** WORK TASK **
Scan the entries below for the word "count" and copy every line where it turns up.

-- DATA FOR PROCESSING follows --

//! Automation script generation.
//!
//! For every known application this module produces the AppleScript text
//! that asks the application for its current path-like state: the selected
//! folder in a file manager, the working directory of a terminal session,
//! or the file backing the frontmost document. Scripts are plain strings,
//! rebuilt on every call; they embed nothing but the application's names,
//! so there is no cache to invalidate.
//!
//! Every script follows the same shape:
//! 1. fail with `"<App> is not running"` when the process is absent,
//! 2. fail with a window/document count message when nothing is open,
//! 3. read the application-specific path property (document file, window
//!    target, session variable, accessibility attribute, or window title),
//! 4. fail with `"No active document"` / `"Document not saved"` when that
//!    property is the `missing value` sentinel,
//! 5. return the result as a POSIX-style path where the property is not
//!    already one.
//!
//! Some applications can only be read through their window title; those
//! strategies are best-effort by nature and documented on the builders.

mod documents;
mod file_managers;
mod terminals;

use crate::app::Application;

/// Build the resolution script for an application.
///
/// Total over the closed application set: every identity has exactly one
/// branch, and the match below refuses to compile if a family is missed.
///
/// # Examples
///
/// ```
/// use ferry::app::{Application, FileManager};
/// use ferry::script::build_script;
///
/// let script = build_script(Application::FileManager(FileManager::Finder));
/// assert!(script.contains("Finder"));
/// ```
#[must_use]
pub fn build_script(app: Application) -> String {
    match app {
        Application::FileManager(fm) => file_managers::build(fm),
        Application::Terminal(term) => terminals::build(term),
        Application::Document(doc) => documents::build(doc),
    }
}

/// The standard "is it running" precondition, shared by every script.
pub(crate) fn running_guard(app_name: &str) -> String {
    format!(
        r#"if application "{app_name}" is not running then error "{app_name} is not running""#
    )
}

/// A System Events fragment that reads one property of the front window of
/// a process into a script variable, failing when no window exists.
///
/// The caller supplies the process name (which may differ from the
/// application name), the error text for the no-window case, the property
/// expression, and the variable to bind.
pub(crate) fn window_property_fragment(
    process: &str,
    no_window_error: &str,
    property: &str,
    var: &str,
) -> String {
    format!(
        r#"tell application "System Events"
    tell process "{process}"
        if (count of windows) is 0 then error "{no_window_error}"
        set {var} to {property} of window 1
    end tell
end tell"#
    )
}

-- DATA FOR PROCESSING concluded --

** TASK OUTPUT **
//! 2. fail with a window/document count message when nothing is open,
        if (count of windows) is 0 then error "{no_window_error}"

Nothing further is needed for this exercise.